Copy each line below in which the word "with" occurs.

* * * *

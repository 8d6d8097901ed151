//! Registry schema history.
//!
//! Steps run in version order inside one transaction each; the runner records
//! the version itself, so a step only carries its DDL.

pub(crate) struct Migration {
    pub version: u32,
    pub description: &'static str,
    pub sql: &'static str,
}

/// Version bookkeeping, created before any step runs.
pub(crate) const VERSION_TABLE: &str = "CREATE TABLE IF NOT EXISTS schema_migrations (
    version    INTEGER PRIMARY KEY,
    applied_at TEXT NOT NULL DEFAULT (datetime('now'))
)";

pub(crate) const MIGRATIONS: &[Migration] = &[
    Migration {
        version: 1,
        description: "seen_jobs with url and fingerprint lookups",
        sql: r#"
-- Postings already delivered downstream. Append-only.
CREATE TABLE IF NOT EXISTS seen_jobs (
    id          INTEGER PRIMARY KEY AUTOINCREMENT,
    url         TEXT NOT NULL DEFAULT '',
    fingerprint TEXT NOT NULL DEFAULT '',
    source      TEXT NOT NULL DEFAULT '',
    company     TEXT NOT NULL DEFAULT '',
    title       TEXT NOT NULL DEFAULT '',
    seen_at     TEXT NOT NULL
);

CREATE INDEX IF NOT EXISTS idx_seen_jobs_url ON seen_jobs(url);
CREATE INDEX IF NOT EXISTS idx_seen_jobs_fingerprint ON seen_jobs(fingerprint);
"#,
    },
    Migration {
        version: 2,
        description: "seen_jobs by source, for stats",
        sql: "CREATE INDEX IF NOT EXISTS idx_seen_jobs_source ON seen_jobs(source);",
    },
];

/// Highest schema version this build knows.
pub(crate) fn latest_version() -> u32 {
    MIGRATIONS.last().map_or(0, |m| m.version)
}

* * * *

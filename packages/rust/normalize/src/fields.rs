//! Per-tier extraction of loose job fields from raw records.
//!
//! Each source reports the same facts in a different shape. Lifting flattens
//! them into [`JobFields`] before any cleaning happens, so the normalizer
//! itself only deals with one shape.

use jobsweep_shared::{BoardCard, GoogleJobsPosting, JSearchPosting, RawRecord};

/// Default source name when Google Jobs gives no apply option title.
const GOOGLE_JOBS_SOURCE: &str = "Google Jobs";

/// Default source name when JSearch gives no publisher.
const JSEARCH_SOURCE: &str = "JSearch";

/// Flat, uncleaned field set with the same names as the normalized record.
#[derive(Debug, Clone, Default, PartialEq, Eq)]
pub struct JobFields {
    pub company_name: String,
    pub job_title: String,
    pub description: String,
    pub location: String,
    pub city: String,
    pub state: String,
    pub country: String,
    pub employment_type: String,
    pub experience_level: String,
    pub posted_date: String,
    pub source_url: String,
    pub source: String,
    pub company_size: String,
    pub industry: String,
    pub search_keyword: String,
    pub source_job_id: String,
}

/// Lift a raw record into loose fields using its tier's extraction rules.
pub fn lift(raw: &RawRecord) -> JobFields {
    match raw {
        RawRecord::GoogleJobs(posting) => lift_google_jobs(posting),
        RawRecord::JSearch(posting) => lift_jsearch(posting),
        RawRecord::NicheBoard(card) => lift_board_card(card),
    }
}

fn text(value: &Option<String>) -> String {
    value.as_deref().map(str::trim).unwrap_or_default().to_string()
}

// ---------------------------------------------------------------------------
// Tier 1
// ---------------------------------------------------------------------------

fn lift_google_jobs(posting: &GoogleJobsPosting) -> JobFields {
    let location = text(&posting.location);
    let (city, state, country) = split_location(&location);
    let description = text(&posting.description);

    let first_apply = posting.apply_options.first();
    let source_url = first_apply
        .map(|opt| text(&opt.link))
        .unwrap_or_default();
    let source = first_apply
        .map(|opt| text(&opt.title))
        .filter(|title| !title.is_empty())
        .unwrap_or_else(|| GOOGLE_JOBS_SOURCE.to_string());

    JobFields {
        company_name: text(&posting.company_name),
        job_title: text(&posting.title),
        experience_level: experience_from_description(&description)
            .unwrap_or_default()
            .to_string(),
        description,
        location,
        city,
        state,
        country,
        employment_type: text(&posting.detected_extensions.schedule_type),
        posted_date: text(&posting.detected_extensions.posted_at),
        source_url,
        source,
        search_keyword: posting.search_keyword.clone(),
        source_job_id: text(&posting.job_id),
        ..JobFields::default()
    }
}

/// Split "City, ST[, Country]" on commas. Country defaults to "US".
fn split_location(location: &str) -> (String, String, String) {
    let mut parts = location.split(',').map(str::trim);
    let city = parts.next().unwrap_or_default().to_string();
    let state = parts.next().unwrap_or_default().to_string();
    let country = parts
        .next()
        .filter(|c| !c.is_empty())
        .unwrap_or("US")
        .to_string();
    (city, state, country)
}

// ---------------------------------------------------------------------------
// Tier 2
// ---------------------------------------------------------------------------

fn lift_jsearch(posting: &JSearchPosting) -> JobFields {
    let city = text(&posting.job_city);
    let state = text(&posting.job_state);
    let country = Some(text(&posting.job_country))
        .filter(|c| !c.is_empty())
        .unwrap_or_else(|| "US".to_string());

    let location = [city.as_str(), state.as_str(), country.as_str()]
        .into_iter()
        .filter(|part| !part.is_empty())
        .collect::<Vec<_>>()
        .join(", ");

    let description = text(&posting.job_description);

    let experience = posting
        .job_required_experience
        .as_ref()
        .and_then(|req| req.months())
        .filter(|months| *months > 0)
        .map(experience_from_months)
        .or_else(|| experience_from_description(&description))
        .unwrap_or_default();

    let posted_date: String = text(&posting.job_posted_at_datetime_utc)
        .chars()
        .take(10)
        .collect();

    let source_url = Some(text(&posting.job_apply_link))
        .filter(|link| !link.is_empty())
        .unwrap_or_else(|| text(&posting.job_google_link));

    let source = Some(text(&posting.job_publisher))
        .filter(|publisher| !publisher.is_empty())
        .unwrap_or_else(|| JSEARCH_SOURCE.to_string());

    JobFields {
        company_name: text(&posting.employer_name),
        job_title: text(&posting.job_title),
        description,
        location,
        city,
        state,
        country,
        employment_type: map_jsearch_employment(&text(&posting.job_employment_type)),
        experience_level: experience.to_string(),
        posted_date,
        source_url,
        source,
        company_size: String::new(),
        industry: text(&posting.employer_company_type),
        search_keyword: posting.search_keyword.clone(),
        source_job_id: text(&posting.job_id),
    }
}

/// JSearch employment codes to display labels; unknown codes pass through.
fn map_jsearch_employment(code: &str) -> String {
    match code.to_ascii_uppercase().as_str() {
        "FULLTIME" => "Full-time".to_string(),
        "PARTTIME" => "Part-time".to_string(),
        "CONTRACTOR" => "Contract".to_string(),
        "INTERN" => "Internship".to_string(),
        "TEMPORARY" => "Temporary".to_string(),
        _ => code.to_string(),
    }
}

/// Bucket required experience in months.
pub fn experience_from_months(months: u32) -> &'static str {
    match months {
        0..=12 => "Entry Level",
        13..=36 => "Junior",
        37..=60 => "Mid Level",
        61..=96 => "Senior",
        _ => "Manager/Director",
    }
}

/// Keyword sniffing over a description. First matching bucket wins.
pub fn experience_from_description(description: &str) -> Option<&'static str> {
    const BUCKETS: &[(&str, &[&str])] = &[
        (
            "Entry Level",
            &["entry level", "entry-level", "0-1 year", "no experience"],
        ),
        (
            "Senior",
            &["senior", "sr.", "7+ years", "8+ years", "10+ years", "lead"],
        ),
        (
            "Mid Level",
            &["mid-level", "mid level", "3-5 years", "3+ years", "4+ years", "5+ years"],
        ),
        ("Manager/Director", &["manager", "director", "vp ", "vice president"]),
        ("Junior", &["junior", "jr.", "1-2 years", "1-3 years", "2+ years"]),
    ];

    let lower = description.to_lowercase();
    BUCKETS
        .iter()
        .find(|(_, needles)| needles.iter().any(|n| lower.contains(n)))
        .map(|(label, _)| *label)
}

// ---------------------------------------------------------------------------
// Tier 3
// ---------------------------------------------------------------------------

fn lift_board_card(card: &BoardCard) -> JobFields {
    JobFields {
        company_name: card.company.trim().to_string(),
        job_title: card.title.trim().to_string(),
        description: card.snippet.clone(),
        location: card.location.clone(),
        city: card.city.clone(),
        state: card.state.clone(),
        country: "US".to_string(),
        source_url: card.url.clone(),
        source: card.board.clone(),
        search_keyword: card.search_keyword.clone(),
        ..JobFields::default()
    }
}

* * * *

-- Task answer --
        description: "seen_jobs with url and fingerprint lookups",
//! itself only deals with one shape.
/// Flat, uncleaned field set with the same names as the normalized record.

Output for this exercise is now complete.